** REQUIREMENT **
Print the data that follows, exactly and completely.
=== DATA LISTING ===
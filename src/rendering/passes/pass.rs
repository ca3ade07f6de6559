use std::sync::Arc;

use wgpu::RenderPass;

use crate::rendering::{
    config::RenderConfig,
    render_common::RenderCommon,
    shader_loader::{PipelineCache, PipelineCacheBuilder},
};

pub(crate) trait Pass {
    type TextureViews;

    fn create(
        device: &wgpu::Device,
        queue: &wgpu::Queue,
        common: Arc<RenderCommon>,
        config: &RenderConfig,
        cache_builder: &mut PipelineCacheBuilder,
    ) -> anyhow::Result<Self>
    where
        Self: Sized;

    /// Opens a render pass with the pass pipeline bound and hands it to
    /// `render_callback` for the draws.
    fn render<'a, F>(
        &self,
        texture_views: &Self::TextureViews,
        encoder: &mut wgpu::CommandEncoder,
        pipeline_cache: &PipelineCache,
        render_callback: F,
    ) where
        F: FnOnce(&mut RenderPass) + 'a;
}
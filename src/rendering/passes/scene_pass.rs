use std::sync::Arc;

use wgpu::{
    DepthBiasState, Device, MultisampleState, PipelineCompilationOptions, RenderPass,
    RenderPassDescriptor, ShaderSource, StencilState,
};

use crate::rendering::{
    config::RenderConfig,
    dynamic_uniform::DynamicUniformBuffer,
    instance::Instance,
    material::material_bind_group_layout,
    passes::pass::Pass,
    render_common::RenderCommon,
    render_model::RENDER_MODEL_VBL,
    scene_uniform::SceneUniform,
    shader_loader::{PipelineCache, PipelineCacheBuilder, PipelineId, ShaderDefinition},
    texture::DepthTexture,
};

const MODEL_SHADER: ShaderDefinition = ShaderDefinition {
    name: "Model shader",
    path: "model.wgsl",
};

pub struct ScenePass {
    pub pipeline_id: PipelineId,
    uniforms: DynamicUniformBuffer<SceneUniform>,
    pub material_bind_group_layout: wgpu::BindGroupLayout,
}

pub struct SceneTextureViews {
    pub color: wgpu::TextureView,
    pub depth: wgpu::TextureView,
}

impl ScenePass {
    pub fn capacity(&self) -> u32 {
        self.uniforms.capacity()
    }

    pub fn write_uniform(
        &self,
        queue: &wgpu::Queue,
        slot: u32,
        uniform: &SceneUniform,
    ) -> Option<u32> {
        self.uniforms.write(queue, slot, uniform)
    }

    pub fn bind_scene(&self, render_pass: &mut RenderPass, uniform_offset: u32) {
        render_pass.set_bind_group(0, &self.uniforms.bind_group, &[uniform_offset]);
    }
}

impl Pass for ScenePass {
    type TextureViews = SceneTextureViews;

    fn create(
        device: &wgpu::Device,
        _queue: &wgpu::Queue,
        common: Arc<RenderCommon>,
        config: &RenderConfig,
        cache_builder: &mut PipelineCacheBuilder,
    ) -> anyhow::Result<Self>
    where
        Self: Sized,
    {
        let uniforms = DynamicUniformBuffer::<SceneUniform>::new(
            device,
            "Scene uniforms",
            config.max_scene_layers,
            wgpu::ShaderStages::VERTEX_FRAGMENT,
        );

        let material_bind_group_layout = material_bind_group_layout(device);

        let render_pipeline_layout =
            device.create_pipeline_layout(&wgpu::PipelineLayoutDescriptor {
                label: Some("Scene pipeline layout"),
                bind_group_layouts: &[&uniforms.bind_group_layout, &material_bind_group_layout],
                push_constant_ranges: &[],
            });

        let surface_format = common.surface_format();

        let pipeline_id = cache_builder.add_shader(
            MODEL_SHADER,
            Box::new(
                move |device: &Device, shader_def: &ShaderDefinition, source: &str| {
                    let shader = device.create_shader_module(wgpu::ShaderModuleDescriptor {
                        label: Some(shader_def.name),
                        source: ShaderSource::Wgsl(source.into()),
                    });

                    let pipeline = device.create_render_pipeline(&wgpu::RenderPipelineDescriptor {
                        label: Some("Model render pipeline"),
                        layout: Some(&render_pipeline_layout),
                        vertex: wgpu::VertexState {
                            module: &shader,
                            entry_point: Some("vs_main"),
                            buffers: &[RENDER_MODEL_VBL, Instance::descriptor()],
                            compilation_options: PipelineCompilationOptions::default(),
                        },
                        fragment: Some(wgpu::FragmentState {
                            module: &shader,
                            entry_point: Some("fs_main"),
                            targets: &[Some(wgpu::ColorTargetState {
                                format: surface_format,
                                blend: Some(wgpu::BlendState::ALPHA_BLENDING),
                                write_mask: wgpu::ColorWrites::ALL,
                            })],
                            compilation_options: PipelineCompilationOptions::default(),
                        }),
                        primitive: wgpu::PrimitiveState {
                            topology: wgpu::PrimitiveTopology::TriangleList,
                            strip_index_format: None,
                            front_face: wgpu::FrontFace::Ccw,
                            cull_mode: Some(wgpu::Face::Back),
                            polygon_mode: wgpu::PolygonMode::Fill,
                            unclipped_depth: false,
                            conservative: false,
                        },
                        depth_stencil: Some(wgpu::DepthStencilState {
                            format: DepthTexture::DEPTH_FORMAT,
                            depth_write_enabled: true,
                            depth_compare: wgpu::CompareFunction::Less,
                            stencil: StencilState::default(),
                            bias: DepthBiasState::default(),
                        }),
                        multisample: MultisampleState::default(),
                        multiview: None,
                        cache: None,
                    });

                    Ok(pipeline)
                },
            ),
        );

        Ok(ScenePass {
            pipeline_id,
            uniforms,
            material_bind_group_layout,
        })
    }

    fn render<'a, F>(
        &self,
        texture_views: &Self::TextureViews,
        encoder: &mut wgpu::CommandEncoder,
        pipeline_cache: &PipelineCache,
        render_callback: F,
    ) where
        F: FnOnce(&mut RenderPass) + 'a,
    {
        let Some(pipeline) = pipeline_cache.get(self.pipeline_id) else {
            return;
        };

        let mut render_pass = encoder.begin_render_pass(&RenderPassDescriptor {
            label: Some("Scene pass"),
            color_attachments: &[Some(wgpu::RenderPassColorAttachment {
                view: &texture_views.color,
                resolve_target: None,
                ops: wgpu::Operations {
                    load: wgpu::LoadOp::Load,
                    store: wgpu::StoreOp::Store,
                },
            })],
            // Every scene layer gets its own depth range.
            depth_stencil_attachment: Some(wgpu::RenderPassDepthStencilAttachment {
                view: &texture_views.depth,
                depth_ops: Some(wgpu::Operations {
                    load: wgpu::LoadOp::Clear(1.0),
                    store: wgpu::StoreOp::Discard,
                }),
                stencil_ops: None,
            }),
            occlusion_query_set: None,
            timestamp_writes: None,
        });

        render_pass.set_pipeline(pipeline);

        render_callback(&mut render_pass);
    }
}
===
** EXERCISE SOLUTION **
filename src/rendering/passes/pass.rs
repository ca3ade07f6de6559
use std::sync::Arc;

use wgpu::RenderPass;

use crate::rendering::{
    config::RenderConfig,
    render_common::RenderCommon,
    shader_loader::{PipelineCache, PipelineCacheBuilder},
};

pub(crate) trait Pass {
    type TextureViews;

    fn create(
        device: &wgpu::Device,
        queue: &wgpu::Queue,
        common: Arc<RenderCommon>,
        config: &RenderConfig,
        cache_builder: &mut PipelineCacheBuilder,
    ) -> anyhow::Result<Self>
    where
        Self: Sized;

    /// Opens a render pass with the pass pipeline bound and hands it to
    /// `render_callback` for the draws.
    fn render<'a, F>(
        &self,
        texture_views: &Self::TextureViews,
        encoder: &mut wgpu::CommandEncoder,
        pipeline_cache: &PipelineCache,
        render_callback: F,
    ) where
        F: FnOnce(&mut RenderPass) + 'a;
}
filename src/rendering/passes/scene_pass.rs
use std::sync::Arc;

use wgpu::{
    DepthBiasState, Device, MultisampleState, PipelineCompilationOptions, RenderPass,
    RenderPassDescriptor, ShaderSource, StencilState,
};

use crate::rendering::{
    config::RenderConfig,
    dynamic_uniform::DynamicUniformBuffer,
    instance::Instance,
    material::material_bind_group_layout,
    passes::pass::Pass,
    render_common::RenderCommon,
    render_model::RENDER_MODEL_VBL,
    scene_uniform::SceneUniform,
    shader_loader::{PipelineCache, PipelineCacheBuilder, PipelineId, ShaderDefinition},
    texture::DepthTexture,
};

const MODEL_SHADER: ShaderDefinition = ShaderDefinition {
    name: "Model shader",
    path: "model.wgsl",
};

pub struct ScenePass {
    pub pipeline_id: PipelineId,
    uniforms: DynamicUniformBuffer<SceneUniform>,
    pub material_bind_group_layout: wgpu::BindGroupLayout,
}

pub struct SceneTextureViews {
    pub color: wgpu::TextureView,
    pub depth: wgpu::TextureView,
}

impl ScenePass {
    pub fn capacity(&self) -> u32 {
        self.uniforms.capacity()
    }

    pub fn write_uniform(
        &self,
        queue: &wgpu::Queue,
        slot: u32,
        uniform: &SceneUniform,
    ) -> Option<u32> {
        self.uniforms.write(queue, slot, uniform)
    }

    pub fn bind_scene(&self, render_pass: &mut RenderPass, uniform_offset: u32) {
        render_pass.set_bind_group(0, &self.uniforms.bind_group, &[uniform_offset]);
    }
}

impl Pass for ScenePass {
    type TextureViews = SceneTextureViews;

    fn create(
        device: &wgpu::Device,
        _queue: &wgpu::Queue,
        common: Arc<RenderCommon>,
        config: &RenderConfig,
        cache_builder: &mut PipelineCacheBuilder,
    ) -> anyhow::Result<Self>
    where
        Self: Sized,
    {
        let uniforms = DynamicUniformBuffer::<SceneUniform>::new(
            device,
            "Scene uniforms",
            config.max_scene_layers,
            wgpu::ShaderStages::VERTEX_FRAGMENT,
        );

        let material_bind_group_layout = material_bind_group_layout(device);

        let render_pipeline_layout =
            device.create_pipeline_layout(&wgpu::PipelineLayoutDescriptor {
                label: Some("Scene pipeline layout"),
                bind_group_layouts: &[&uniforms.bind_group_layout, &material_bind_group_layout],
                push_constant_ranges: &[],
            });

        let surface_format = common.surface_format();

        let pipeline_id = cache_builder.add_shader(
            MODEL_SHADER,
            Box::new(
                move |device: &Device, shader_def: &ShaderDefinition, source: &str| {
                    let shader = device.create_shader_module(wgpu::ShaderModuleDescriptor {
                        label: Some(shader_def.name),
                        source: ShaderSource::Wgsl(source.into()),
                    });

                    let pipeline = device.create_render_pipeline(&wgpu::RenderPipelineDescriptor {
                        label: Some("Model render pipeline"),
                        layout: Some(&render_pipeline_layout),
                        vertex: wgpu::VertexState {
                            module: &shader,
                            entry_point: Some("vs_main"),
                            buffers: &[RENDER_MODEL_VBL, Instance::descriptor()],
                            compilation_options: PipelineCompilationOptions::default(),
                        },
                        fragment: Some(wgpu::FragmentState {
                            module: &shader,
                            entry_point: Some("fs_main"),
                            targets: &[Some(wgpu::ColorTargetState {
                                format: surface_format,
                                blend: Some(wgpu::BlendState::ALPHA_BLENDING),
                                write_mask: wgpu::ColorWrites::ALL,
                            })],
                            compilation_options: PipelineCompilationOptions::default(),
                        }),
                        primitive: wgpu::PrimitiveState {
                            topology: wgpu::PrimitiveTopology::TriangleList,
                            strip_index_format: None,
                            front_face: wgpu::FrontFace::Ccw,
                            cull_mode: Some(wgpu::Face::Back),
                            polygon_mode: wgpu::PolygonMode::Fill,
                            unclipped_depth: false,
                            conservative: false,
                        },
                        depth_stencil: Some(wgpu::DepthStencilState {
                            format: DepthTexture::DEPTH_FORMAT,
                            depth_write_enabled: true,
                            depth_compare: wgpu::CompareFunction::Less,
                            stencil: StencilState::default(),
                            bias: DepthBiasState::default(),
                        }),
                        multisample: MultisampleState::default(),
                        multiview: None,
                        cache: None,
                    });

                    Ok(pipeline)
                },
            ),
        );

        Ok(ScenePass {
            pipeline_id,
            uniforms,
            material_bind_group_layout,
        })
    }

    fn render<'a, F>(
        &self,
        texture_views: &Self::TextureViews,
        encoder: &mut wgpu::CommandEncoder,
        pipeline_cache: &PipelineCache,
        render_callback: F,
    ) where
        F: FnOnce(&mut RenderPass) + 'a,
    {
        let Some(pipeline) = pipeline_cache.get(self.pipeline_id) else {
            return;
        };

        let mut render_pass = encoder.begin_render_pass(&RenderPassDescriptor {
            label: Some("Scene pass"),
            color_attachments: &[Some(wgpu::RenderPassColorAttachment {
                view: &texture_views.color,
                resolve_target: None,
                ops: wgpu::Operations {
                    load: wgpu::LoadOp::Load,
                    store: wgpu::StoreOp::Store,
                },
            })],
            // Every scene layer gets its own depth range.
            depth_stencil_attachment: Some(wgpu::RenderPassDepthStencilAttachment {
                view: &texture_views.depth,
                depth_ops: Some(wgpu::Operations {
                    load: wgpu::LoadOp::Clear(1.0),
                    store: wgpu::StoreOp::Discard,
                }),
                stencil_ops: None,
            }),
            occlusion_query_set: None,
            timestamp_writes: None,
        });

        render_pass.set_pipeline(pipeline);

        render_callback(&mut render_pass);
    }
}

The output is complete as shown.